**THE TASK**: For each line below that includes the string "transaction", show the whole line.

**INFORMATION**:
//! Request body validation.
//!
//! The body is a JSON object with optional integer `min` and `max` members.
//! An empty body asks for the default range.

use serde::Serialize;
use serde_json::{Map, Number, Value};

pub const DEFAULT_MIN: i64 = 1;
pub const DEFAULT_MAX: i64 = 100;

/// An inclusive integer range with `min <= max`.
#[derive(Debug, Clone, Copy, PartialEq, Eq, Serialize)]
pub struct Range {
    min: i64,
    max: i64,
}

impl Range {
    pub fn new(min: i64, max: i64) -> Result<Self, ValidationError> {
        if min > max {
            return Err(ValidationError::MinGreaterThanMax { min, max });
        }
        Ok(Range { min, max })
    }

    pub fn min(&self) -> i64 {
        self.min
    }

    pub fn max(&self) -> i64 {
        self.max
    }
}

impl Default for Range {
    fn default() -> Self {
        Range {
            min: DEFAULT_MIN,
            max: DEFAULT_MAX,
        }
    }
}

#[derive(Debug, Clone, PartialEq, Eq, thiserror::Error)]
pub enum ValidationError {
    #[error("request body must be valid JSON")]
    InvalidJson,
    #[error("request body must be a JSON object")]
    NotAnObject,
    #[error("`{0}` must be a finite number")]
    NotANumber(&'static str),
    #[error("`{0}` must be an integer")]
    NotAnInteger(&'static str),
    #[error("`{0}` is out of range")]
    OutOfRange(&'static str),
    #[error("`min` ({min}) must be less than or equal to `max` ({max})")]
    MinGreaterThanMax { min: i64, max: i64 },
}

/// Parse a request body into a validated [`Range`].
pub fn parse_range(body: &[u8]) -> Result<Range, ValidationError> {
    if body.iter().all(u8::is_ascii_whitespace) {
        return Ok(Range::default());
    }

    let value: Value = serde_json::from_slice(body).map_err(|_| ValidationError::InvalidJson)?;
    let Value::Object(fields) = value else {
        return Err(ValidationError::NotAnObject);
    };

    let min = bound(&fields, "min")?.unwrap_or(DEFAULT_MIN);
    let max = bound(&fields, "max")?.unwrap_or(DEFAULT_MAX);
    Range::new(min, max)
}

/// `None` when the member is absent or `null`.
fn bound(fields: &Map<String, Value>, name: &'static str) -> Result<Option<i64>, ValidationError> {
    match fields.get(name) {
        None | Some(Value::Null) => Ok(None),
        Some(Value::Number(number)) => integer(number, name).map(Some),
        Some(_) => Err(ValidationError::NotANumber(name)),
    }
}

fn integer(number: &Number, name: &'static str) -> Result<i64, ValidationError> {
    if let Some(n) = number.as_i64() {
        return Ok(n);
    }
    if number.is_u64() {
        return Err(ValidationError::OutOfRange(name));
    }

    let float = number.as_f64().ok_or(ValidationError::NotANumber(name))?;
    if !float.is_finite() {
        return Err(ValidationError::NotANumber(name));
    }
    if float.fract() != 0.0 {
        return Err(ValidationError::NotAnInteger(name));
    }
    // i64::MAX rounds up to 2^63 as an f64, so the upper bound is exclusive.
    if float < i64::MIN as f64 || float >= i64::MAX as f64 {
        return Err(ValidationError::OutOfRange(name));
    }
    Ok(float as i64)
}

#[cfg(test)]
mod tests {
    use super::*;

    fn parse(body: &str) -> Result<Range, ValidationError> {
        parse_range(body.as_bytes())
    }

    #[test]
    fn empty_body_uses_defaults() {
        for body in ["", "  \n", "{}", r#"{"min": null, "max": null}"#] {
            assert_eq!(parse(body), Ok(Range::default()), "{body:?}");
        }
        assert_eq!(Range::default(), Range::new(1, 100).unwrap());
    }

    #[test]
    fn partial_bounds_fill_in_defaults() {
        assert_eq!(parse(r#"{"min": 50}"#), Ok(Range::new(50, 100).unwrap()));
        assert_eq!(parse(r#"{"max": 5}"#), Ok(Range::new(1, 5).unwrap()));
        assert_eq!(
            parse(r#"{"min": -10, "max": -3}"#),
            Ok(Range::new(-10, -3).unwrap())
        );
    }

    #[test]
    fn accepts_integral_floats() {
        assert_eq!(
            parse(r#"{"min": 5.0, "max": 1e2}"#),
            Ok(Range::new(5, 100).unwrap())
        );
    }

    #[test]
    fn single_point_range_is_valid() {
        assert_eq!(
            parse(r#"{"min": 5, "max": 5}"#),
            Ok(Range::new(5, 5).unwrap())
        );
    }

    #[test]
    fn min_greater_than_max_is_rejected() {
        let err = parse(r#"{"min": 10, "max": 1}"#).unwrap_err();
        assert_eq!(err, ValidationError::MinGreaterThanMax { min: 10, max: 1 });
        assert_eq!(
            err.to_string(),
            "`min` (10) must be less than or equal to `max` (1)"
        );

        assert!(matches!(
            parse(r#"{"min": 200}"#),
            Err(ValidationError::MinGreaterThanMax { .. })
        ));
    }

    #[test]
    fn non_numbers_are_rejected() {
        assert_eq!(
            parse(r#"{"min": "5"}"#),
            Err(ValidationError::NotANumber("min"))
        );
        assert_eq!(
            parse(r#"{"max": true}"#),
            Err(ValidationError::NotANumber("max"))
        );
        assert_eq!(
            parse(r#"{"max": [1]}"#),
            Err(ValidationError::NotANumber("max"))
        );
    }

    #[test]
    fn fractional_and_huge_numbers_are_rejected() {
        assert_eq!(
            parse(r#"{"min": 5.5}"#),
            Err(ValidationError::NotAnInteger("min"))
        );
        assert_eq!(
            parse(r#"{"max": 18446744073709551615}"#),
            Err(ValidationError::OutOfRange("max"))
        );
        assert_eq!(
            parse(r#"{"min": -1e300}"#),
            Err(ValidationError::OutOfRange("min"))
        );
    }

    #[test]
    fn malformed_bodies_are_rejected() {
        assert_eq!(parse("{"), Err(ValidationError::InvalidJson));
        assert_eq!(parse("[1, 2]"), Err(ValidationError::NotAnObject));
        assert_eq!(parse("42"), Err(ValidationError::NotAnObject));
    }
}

...

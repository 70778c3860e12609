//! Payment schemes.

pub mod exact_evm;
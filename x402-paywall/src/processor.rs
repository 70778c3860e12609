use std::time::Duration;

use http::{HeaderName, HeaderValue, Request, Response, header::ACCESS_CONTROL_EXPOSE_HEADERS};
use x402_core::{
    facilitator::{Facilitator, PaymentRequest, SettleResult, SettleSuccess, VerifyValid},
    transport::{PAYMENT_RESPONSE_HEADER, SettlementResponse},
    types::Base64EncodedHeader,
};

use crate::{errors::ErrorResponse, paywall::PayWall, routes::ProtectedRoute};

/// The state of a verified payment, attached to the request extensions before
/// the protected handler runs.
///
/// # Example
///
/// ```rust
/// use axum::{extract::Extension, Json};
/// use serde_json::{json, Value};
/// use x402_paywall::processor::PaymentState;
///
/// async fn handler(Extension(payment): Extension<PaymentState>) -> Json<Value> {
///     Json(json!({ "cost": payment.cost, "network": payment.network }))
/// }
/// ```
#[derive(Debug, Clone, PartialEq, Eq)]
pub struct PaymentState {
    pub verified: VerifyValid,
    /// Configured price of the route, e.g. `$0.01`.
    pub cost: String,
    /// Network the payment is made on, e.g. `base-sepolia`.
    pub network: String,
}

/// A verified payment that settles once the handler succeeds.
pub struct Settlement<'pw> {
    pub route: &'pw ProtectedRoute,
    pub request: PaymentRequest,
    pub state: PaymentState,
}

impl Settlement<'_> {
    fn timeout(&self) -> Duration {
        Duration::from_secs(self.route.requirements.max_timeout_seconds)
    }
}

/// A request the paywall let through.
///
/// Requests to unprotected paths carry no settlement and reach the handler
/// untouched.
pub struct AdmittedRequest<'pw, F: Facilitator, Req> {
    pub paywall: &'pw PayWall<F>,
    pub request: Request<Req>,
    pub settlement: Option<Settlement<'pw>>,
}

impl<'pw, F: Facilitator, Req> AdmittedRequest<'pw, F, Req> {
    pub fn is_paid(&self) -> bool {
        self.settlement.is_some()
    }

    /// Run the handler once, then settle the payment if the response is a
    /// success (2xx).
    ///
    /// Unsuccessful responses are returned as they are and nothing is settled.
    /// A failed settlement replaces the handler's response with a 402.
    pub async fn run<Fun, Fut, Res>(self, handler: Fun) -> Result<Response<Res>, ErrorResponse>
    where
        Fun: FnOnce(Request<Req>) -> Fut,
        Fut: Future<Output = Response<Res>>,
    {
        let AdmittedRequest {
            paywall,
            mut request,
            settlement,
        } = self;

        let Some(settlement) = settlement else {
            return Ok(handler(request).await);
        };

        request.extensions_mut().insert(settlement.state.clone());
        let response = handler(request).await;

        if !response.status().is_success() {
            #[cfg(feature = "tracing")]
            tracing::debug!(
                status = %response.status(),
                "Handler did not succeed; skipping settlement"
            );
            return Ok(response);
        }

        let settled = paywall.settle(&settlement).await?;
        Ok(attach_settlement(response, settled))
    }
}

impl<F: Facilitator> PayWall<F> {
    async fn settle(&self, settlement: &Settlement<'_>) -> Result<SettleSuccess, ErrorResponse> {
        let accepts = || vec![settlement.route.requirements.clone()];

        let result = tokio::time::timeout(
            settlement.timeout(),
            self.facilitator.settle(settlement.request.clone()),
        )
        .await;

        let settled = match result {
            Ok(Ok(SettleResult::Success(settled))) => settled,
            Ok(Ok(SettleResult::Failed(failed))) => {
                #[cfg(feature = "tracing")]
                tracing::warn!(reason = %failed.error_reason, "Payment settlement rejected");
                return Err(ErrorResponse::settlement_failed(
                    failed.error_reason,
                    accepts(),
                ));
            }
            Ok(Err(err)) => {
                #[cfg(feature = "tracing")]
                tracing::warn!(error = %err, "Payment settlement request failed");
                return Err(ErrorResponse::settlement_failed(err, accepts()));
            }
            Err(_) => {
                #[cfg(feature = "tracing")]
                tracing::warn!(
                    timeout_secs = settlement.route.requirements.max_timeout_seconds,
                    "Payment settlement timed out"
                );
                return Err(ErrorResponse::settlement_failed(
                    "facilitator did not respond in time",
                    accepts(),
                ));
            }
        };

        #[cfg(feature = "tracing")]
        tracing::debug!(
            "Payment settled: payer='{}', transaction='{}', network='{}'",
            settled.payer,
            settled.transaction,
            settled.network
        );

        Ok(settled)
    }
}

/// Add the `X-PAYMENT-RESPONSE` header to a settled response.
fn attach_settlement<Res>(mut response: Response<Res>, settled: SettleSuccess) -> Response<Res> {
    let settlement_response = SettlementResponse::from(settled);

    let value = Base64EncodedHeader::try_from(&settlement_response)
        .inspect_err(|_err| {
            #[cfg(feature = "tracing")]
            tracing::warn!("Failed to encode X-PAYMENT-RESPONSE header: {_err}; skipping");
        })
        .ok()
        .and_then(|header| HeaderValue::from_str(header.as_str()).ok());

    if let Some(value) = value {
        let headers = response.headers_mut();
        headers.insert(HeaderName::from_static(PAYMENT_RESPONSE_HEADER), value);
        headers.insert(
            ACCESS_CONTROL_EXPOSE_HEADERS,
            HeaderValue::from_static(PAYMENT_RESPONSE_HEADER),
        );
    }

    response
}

**TASK OUTPUT**:
            "Payment settled: payer='{}', transaction='{}', network='{}'",
            settled.transaction,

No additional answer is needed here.